Монтану мешала его внешность. Некоторая вялость и странный акцент. Казалось, когда он говорит, у него каша во рту.
Впрочем, главная загвоздка была в другом. Тогда я еще не понял, что его удел не драма, а комедия. Теперь, спустя годы, прекрасно постарев и обладая точеными чертами лица, он нашел себя, играя характерные роли в комедиях, где его акцент служит ему на пользу, тогда как прежде вредил. Да, я тогда ошибся -- как другие, поручавшие ему драматические роли.
Пригласив Натье и Монтана, я совершил еще одну ошибку: я не потребовал от Жака, чтобы он переписал реплики, предназначавшиеся для Габена и Марлен. Они звучали фальшиво в устах новых исполнителей.

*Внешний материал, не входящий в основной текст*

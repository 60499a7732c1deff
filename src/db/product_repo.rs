// src/db/product_repo.rs

use sqlx::{Executor, PgPool, Postgres};
use uuid::Uuid;
use crate::{
    common::{
        db_utils::{map_delete_error, map_reference_error},
        error::{AppError, Resource},
    },
    models::product::{Product, ProductFilter, ProductPayload},
};

const PRODUCT_REFS: &[(&str, Resource)] = &[
    ("products_category_id_fkey", Resource::Category),
    ("products_size_id_fkey", Resource::Size),
    ("products_color_id_fkey", Resource::Color),
];

#[derive(Clone)]
pub struct ProductRepository {
    pool: PgPool,
}

impl ProductRepository {
    pub fn new(pool: PgPool) -> Self {
        Self { pool }
    }

    // Produtos arquivados nunca aparecem na listagem.
    pub async fn list(&self, store_id: Uuid, filter: &ProductFilter) -> Result<Vec<Product>, AppError> {
        let products = sqlx::query_as::<_, Product>(
            r#"
            SELECT * FROM products
            WHERE store_id = $1
              AND is_archived = FALSE
              AND ($2::uuid IS NULL OR category_id = $2)
              AND ($3::uuid IS NULL OR size_id = $3)
              AND ($4::uuid IS NULL OR color_id = $4)
              AND ($5::boolean IS NULL OR is_featured = $5)
            ORDER BY created_at DESC
            "#,
        )
        .bind(store_id)
        .bind(filter.category_id)
        .bind(filter.size_id)
        .bind(filter.color_id)
        .bind(filter.is_featured)
        .fetch_all(&self.pool)
        .await?;
        Ok(products)
    }

    pub async fn find(&self, store_id: Uuid, id: Uuid) -> Result<Option<Product>, AppError> {
        let product = sqlx::query_as::<_, Product>(
            "SELECT * FROM products WHERE store_id = $1 AND id = $2",
        )
        .bind(store_id)
        .bind(id)
        .fetch_optional(&self.pool)
        .await?;
        Ok(product)
    }

    /// Quais dos ids pedidos existem nesta loja.
    pub async fn existing_ids<'e, E>(
        executor: E,
        store_id: Uuid,
        ids: &[Uuid],
    ) -> Result<Vec<Uuid>, AppError>
    where
        E: Executor<'e, Database = Postgres>,
    {
        let found = sqlx::query_scalar::<_, Uuid>(
            "SELECT id FROM products WHERE store_id = $1 AND id = ANY($2)",
        )
        .bind(store_id)
        .bind(ids)
        .fetch_all(executor)
        .await?;
        Ok(found)
    }

    pub async fn create(&self, store_id: Uuid, input: &ProductPayload) -> Result<Product, AppError> {
        sqlx::query_as::<_, Product>(
            r#"
            INSERT INTO products
                (store_id, category_id, size_id, color_id, name, price, images, is_featured, is_archived)
            VALUES ($1, $2, $3, $4, $5, $6, $7, $8, $9)
            RETURNING *
            "#,
        )
        .bind(store_id)
        .bind(input.category_id)
        .bind(input.size_id)
        .bind(input.color_id)
        .bind(&input.name)
        .bind(input.price)
        .bind(&input.images)
        .bind(input.is_featured)
        .bind(input.is_archived)
        .fetch_one(&self.pool)
        .await
        .map_err(|e| map_reference_error(e, PRODUCT_REFS))
    }

    pub async fn update(
        &self,
        store_id: Uuid,
        id: Uuid,
        input: &ProductPayload,
    ) -> Result<Option<Product>, AppError> {
        sqlx::query_as::<_, Product>(
            r#"
            UPDATE products
            SET category_id = $3, size_id = $4, color_id = $5, name = $6, price = $7,
                images = $8, is_featured = $9, is_archived = $10, updated_at = NOW()
            WHERE store_id = $1 AND id = $2
            RETURNING *
            "#,
        )
        .bind(store_id)
        .bind(id)
        .bind(input.category_id)
        .bind(input.size_id)
        .bind(input.color_id)
        .bind(&input.name)
        .bind(input.price)
        .bind(&input.images)
        .bind(input.is_featured)
        .bind(input.is_archived)
        .fetch_optional(&self.pool)
        .await
        .map_err(|e| map_reference_error(e, PRODUCT_REFS))
    }

    pub async fn delete(&self, store_id: Uuid, id: Uuid) -> Result<bool, AppError> {
        let result = sqlx::query("DELETE FROM products WHERE store_id = $1 AND id = $2")
            .bind(store_id)
            .bind(id)
            .execute(&self.pool)
            .await
            .map_err(|e| map_delete_error(e, Resource::Product))?;
        Ok(result.rows_affected() > 0)
    }

    pub async fn archive<'e, E>(executor: E, store_id: Uuid, ids: &[Uuid]) -> Result<u64, AppError>
    where
        E: Executor<'e, Database = Postgres>,
    {
        let result = sqlx::query(
            r#"
            UPDATE products SET is_archived = TRUE, updated_at = NOW()
            WHERE store_id = $1 AND id = ANY($2)
            "#,
        )
        .bind(store_id)
        .bind(ids)
        .execute(executor)
        .await?;
        Ok(result.rows_affected())
    }
}
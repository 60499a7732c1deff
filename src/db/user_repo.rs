use sqlx::PgPool;
use uuid::Uuid;
use crate::{common::error::AppError, models::auth::User};

// Repositório de usuários, responsável pela tabela 'users'
#[derive(Clone)]
pub struct UserRepository {
    pool: PgPool,
}

impl UserRepository {
    pub fn new(pool: PgPool) -> Self {
        Self { pool }
    }

    pub async fn find_by_email(&self, email: &str) -> Result<Option<User>, AppError> {
        let user = sqlx::query_as::<_, User>("SELECT * FROM users WHERE email = $1")
            .bind(email)
            .fetch_optional(&self.pool)
            .await?;
        Ok(user)
    }

    pub async fn find_by_id(&self, id: Uuid) -> Result<Option<User>, AppError> {
        let user = sqlx::query_as::<_, User>("SELECT * FROM users WHERE id = $1")
            .bind(id)
            .fetch_optional(&self.pool)
            .await?;
        Ok(user)
    }

    pub async fn create_user(&self, email: &str, password_hash: &str) -> Result<User, AppError> {
        sqlx::query_as::<_, User>(
            "INSERT INTO users (email, password_hash) VALUES ($1, $2) RETURNING *",
        )
        .bind(email)
        .bind(password_hash)
        .fetch_one(&self.pool)
        .await
        .map_err(|e| {
            // Violação de chave única vira um erro mais amigável
            if let Some(db_err) = e.as_database_error() {
                if db_err.is_unique_violation() {
                    return AppError::EmailAlreadyExists;
                }
            }
            AppError::DatabaseError(e)
        })
    }
}
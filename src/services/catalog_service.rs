// src/services/catalog_service.rs
//
// Regras de consistência entre entidades do catálogo: uma categoria só aponta
// para banners da mesma loja, um produto só para categoria/tamanho/cor dela.

use std::sync::Arc;
use uuid::Uuid;

use crate::{
    common::error::{AppError, Resource},
    db::{CatalogReferences, CategoryRepository, ProductRepository},
    models::{
        attribute::AttributeKind,
        category::{Category, CategoryPayload},
        product::{Product, ProductPayload},
    },
};

#[derive(Clone)]
pub struct CatalogService {
    refs: Arc<dyn CatalogReferences>,
    category_repo: CategoryRepository,
    product_repo: ProductRepository,
}

async fn ensure_billboard(
    refs: &dyn CatalogReferences,
    store_id: Uuid,
    billboard_id: Uuid,
) -> Result<(), AppError> {
    if !refs.billboard_exists(store_id, billboard_id).await? {
        return Err(AppError::NotFound(Resource::Billboard));
    }
    Ok(())
}

async fn ensure_product_refs(
    refs: &dyn CatalogReferences,
    store_id: Uuid,
    input: &ProductPayload,
) -> Result<(), AppError> {
    if !refs.category_exists(store_id, input.category_id).await? {
        return Err(AppError::NotFound(Resource::Category));
    }
    for (kind, id) in [
        (AttributeKind::Size, input.size_id),
        (AttributeKind::Color, input.color_id),
    ] {
        if !refs.attribute_exists(kind, store_id, id).await? {
            return Err(AppError::NotFound(kind.resource()));
        }
    }
    Ok(())
}

impl CatalogService {
    pub fn new(
        refs: Arc<dyn CatalogReferences>,
        category_repo: CategoryRepository,
        product_repo: ProductRepository,
    ) -> Self {
        Self { refs, category_repo, product_repo }
    }

    // --- CATEGORIAS ---

    pub async fn create_category(&self, store_id: Uuid, input: &CategoryPayload) -> Result<Category, AppError> {
        ensure_billboard(self.refs.as_ref(), store_id, input.billboard_id).await?;
        self.category_repo
            .create(store_id, input.billboard_id, &input.name)
            .await
    }

    pub async fn update_category(
        &self,
        store_id: Uuid,
        category_id: Uuid,
        input: &CategoryPayload,
    ) -> Result<Category, AppError> {
        ensure_billboard(self.refs.as_ref(), store_id, input.billboard_id).await?;
        self.category_repo
            .update(store_id, category_id, input.billboard_id, &input.name)
            .await?
            .ok_or(AppError::NotFound(Resource::Category))
    }

    // --- PRODUTOS ---

    pub async fn create_product(&self, store_id: Uuid, input: &ProductPayload) -> Result<Product, AppError> {
        ensure_product_refs(self.refs.as_ref(), store_id, input).await?;
        self.product_repo.create(store_id, input).await
    }

    pub async fn update_product(
        &self,
        store_id: Uuid,
        product_id: Uuid,
        input: &ProductPayload,
    ) -> Result<Product, AppError> {
        ensure_product_refs(self.refs.as_ref(), store_id, input).await?;
        self.product_repo
            .update(store_id, product_id, input)
            .await?
            .ok_or(AppError::NotFound(Resource::Product))
    }
}

#[cfg(test)]
mod tests {
    use super::*;
    use async_trait::async_trait;
    use rust_decimal::Decimal;
    use std::collections::HashSet;

    // (loja, id) de cada entidade cadastrada
    #[derive(Default)]
    struct InMemoryRefs {
        billboards: HashSet<(Uuid, Uuid)>,
        categories: HashSet<(Uuid, Uuid)>,
        sizes: HashSet<(Uuid, Uuid)>,
        colors: HashSet<(Uuid, Uuid)>,
    }

    #[async_trait]
    impl CatalogReferences for InMemoryRefs {
        async fn billboard_exists(&self, store_id: Uuid, billboard_id: Uuid) -> Result<bool, AppError> {
            Ok(self.billboards.contains(&(store_id, billboard_id)))
        }

        async fn category_exists(&self, store_id: Uuid, category_id: Uuid) -> Result<bool, AppError> {
            Ok(self.categories.contains(&(store_id, category_id)))
        }

        async fn attribute_exists(&self, kind: AttributeKind, store_id: Uuid, id: Uuid) -> Result<bool, AppError> {
            let table = match kind {
                AttributeKind::Size => &self.sizes,
                AttributeKind::Color => &self.colors,
            };
            Ok(table.contains(&(store_id, id)))
        }
    }

    struct Catalog {
        refs: InMemoryRefs,
        category_id: Uuid,
        size_id: Uuid,
        color_id: Uuid,
    }

    // Loja com uma categoria, um tamanho e uma cor
    fn catalog_of(store_id: Uuid) -> Catalog {
        let (category_id, size_id, color_id) = (Uuid::new_v4(), Uuid::new_v4(), Uuid::new_v4());
        let mut refs = InMemoryRefs::default();
        refs.categories.insert((store_id, category_id));
        refs.sizes.insert((store_id, size_id));
        refs.colors.insert((store_id, color_id));
        Catalog { refs, category_id, size_id, color_id }
    }

    fn product(category_id: Uuid, size_id: Uuid, color_id: Uuid) -> ProductPayload {
        ProductPayload {
            name: "Basic tee".into(),
            price: Decimal::new(1990, 2),
            category_id,
            size_id,
            color_id,
            images: vec!["https://cdn/tee.png".into()],
            is_featured: false,
            is_archived: false,
        }
    }

    #[tokio::test]
    async fn product_with_references_of_its_store_passes() {
        let store = Uuid::new_v4();
        let c = catalog_of(store);

        let input = product(c.category_id, c.size_id, c.color_id);
        assert!(ensure_product_refs(&c.refs, store, &input).await.is_ok());
    }

    #[tokio::test]
    async fn product_cannot_use_category_of_another_store() {
        let (store, other) = (Uuid::new_v4(), Uuid::new_v4());
        let mut c = catalog_of(store);
        let foreign_category = Uuid::new_v4();
        c.refs.categories.insert((other, foreign_category));

        let input = product(foreign_category, c.size_id, c.color_id);
        let err = ensure_product_refs(&c.refs, store, &input).await.unwrap_err();
        assert!(matches!(err, AppError::NotFound(Resource::Category)));
    }

    #[tokio::test]
    async fn missing_size_or_color_is_reported_by_kind() {
        let store = Uuid::new_v4();
        let c = catalog_of(store);

        let err = ensure_product_refs(&c.refs, store, &product(c.category_id, Uuid::new_v4(), c.color_id))
            .await
            .unwrap_err();
        assert!(matches!(err, AppError::NotFound(Resource::Size)));

        let err = ensure_product_refs(&c.refs, store, &product(c.category_id, c.size_id, Uuid::new_v4()))
            .await
            .unwrap_err();
        assert!(matches!(err, AppError::NotFound(Resource::Color)));
    }

    #[tokio::test]
    async fn category_billboard_must_belong_to_the_store() {
        let (store, other) = (Uuid::new_v4(), Uuid::new_v4());
        let billboard = Uuid::new_v4();
        let mut refs = InMemoryRefs::default();
        refs.billboards.insert((store, billboard));

        assert!(ensure_billboard(&refs, store, billboard).await.is_ok());

        let err = ensure_billboard(&refs, other, billboard).await.unwrap_err();
        assert!(matches!(err, AppError::NotFound(Resource::Billboard)));
    }
}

Обстановка на съемках была трудной, но ничуть не нервной. Действие фильма начиналось в сумерках и заканчивалось на рассвете. Поэтому мы снимали много в режиме на натуре. Стояла зима. Было очень холодно. Нередко шел дождь. Мы насквозь вымокли. Подобные условия не вызывают особой эйфории. Особенно, когда это продолжается ночь за ночью. Два месяца подряд.
Наезжая в Париж во время войны, Превер часто обедал в ресторане на улице Дорэн, который держали две старые женщины, чьи сыновья находились в плену. Когда город был освобожден и Жак спросил их, чем бы мог отплатить им за доброту, те ответили:
- Нам хотелось бы, чтобы у нас побывал господин Габен. Но, может, это уж слишком...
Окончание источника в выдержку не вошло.